» **What to do**
The word "PublishOutcome": in how many lines of the records does it appear? Reply with the number alone.

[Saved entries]
= Beginning of Section =

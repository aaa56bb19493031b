//! # Provenance Publishing
//!
//! The outbound channel for provenance messages. The orchestrator only sees
//! [`ProvenancePublisher`]; [`BrokerPublisher`] is the production channel.

use crate::broker::BrokerClient;
use graphgate_core::{GatewayError, ProvenanceMessage};
use std::future::Future;

/// Accepts one provenance message per terminal write outcome.
///
/// Implementations report every failure as `GatewayError::PublishFailure`.
pub trait ProvenancePublisher: Send + Sync {
    fn publish(
        &self,
        message: &ProvenanceMessage,
    ) -> impl Future<Output = Result<(), GatewayError>> + Send;
}

/// Publishes provenance messages to the provenance queue of the broker.
#[derive(Clone)]
pub struct BrokerPublisher {
    broker: BrokerClient,
    queue: String,
}

impl BrokerPublisher {
    #[must_use]
    pub fn new(broker: BrokerClient, queue: impl Into<String>) -> Self {
        Self {
            broker,
            queue: queue.into(),
        }
    }
}

impl ProvenancePublisher for BrokerPublisher {
    async fn publish(&self, message: &ProvenanceMessage) -> Result<(), GatewayError> {
        self.broker.publish(&self.queue, message, None).await?;
        tracing::info!(
            "Published {} provenance for activity {}",
            message.status(),
            message.provenance.context.activity_id
        );
        Ok(())
    }
}
//! # Broker Client
//!
//! Minimal client for the message broker's HTTP management API: publish a
//! JSON message to a queue through the default exchange, and take one message
//! off a queue.
//!
//! ## Endpoints
//!
//! - `POST /api/exchanges/<vhost>/amq.default/publish`
//! - `POST /api/queues/<vhost>/<queue>/get`

use crate::config::{BrokerConfig, TimeoutConfig};
use base64::Engine;
use base64::engine::general_purpose::STANDARD;
use graphgate_core::GatewayError;
use serde::{Deserialize, Serialize};
use serde_json::json;
use url::form_urlencoded::byte_serialize;

/// Persistent delivery mode of AMQP messages.
const PERSISTENT: u8 = 2;

/// One message taken off a queue.
#[derive(Debug, Clone, PartialEq, Eq)]
pub struct BrokerMessage {
    pub body: Vec<u8>,
    pub reply_to: Option<String>,
    pub correlation_id: Option<String>,
}

#[derive(Deserialize)]
struct PublishOutcome {
    routed: bool,
}

#[derive(Deserialize)]
struct FetchedMessage {
    payload: String,
    payload_encoding: String,
    #[serde(default, deserialize_with = "loose_properties")]
    properties: FetchedProperties,
}

/// The management API reports absent properties as `[]`, hence the loose shape.
#[derive(Default, Deserialize)]
#[serde(default)]
struct FetchedProperties {
    reply_to: Option<String>,
    correlation_id: Option<String>,
}

fn loose_properties<'de, D>(deserializer: D) -> Result<FetchedProperties, D::Error>
where
    D: serde::Deserializer<'de>,
{
    let value = serde_json::Value::deserialize(deserializer)?;
    Ok(serde_json::from_value(value).unwrap_or_default())
}

#[derive(Clone)]
pub struct BrokerClient {
    http: reqwest::Client,
    base_url: String,
    user: String,
    password: String,
    vhost: String,
}

impl BrokerClient {
    pub fn new(broker: &BrokerConfig, timeouts: &TimeoutConfig) -> Result<Self, GatewayError> {
        let http = reqwest::Client::builder()
            .connect_timeout(timeouts.connect())
            .timeout(timeouts.read())
            .pool_max_idle_per_host(0)
            .build()
            .map_err(|e| GatewayError::Configuration(format!("HTTP client: {e}")))?;
        Ok(Self {
            http,
            base_url: broker.management_url(),
            user: broker.user.clone(),
            password: broker.password.clone(),
            vhost: byte_serialize(broker.vhost.as_bytes()).collect(),
        })
    }

    fn post(&self, path: &str) -> reqwest::RequestBuilder {
        self.http
            .post(format!("{}/api/{}", self.base_url, path))
            .basic_auth(&self.user, Some(&self.password))
    }

    /// Publish `message` as JSON to `queue`.
    ///
    /// A message the broker cannot route is a failure, not a silent drop.
    pub async fn publish<T: Serialize>(
        &self,
        queue: &str,
        message: &T,
        correlation_id: Option<&str>,
    ) -> Result<(), GatewayError> {
        let payload = serde_json::to_string(message).map_err(|e| publish_failure(e.to_string()))?;

        let mut properties = json!({
            "content_type": "application/json",
            "delivery_mode": PERSISTENT,
        });
        if let Some(id) = correlation_id {
            properties["correlation_id"] = json!(id);
        }
        let body = json!({
            "properties": properties,
            "routing_key": queue,
            "payload": payload,
            "payload_encoding": "string",
        });

        let resp = self
            .post(&format!("exchanges/{}/amq.default/publish", self.vhost))
            .json(&body)
            .send()
            .await
            .map_err(|e| publish_failure(format!("broker unreachable: {e}")))?;

        let status = resp.status();
        if !status.is_success() {
            let text = resp.text().await.unwrap_or_default();
            return Err(publish_failure(format!("broker answered {status}: {text}")));
        }
        let outcome: PublishOutcome = resp
            .json()
            .await
            .map_err(|e| publish_failure(format!("unexpected broker answer: {e}")))?;
        if !outcome.routed {
            return Err(publish_failure(format!("message to '{queue}' was not routed")));
        }
        tracing::debug!("Published message to queue {}", queue);
        Ok(())
    }

    /// Take at most one message off `queue`, acknowledging it.
    pub async fn fetch_one(&self, queue: &str) -> Result<Option<BrokerMessage>, GatewayError> {
        let queue_path: String = byte_serialize(queue.as_bytes()).collect();
        let resp = self
            .post(&format!("queues/{}/{}/get", self.vhost, queue_path))
            .json(&json!({
                "count": 1,
                "ackmode": "ack_requeue_false",
                "encoding": "auto",
            }))
            .send()
            .await
            .map_err(|e| broker_unavailable(e.to_string()))?;

        let status = resp.status();
        if !status.is_success() {
            let text = resp.text().await.unwrap_or_default();
            return Err(broker_unavailable(format!("answered {status}: {text}")));
        }
        let mut fetched: Vec<FetchedMessage> = resp
            .json()
            .await
            .map_err(|e| broker_unavailable(format!("unexpected answer: {e}")))?;

        let Some(message) = fetched.pop() else {
            return Ok(None);
        };
        let body = match message.payload_encoding.as_str() {
            "base64" => STANDARD
                .decode(message.payload.as_bytes())
                .map_err(|e| broker_unavailable(format!("undecodable payload: {e}")))?,
            _ => message.payload.into_bytes(),
        };
        Ok(Some(BrokerMessage {
            body,
            reply_to: message.properties.reply_to.filter(|q| !q.is_empty()),
            correlation_id: message.properties.correlation_id,
        }))
    }
}

fn broker_unavailable(reason: String) -> GatewayError {
    GatewayError::BrokerUnavailable(reason)
}

fn publish_failure(reason: String) -> GatewayError {
    GatewayError::PublishFailure {
        reason,
        underlying: None,
    }
}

= End of Section =

» **Result of the task**
2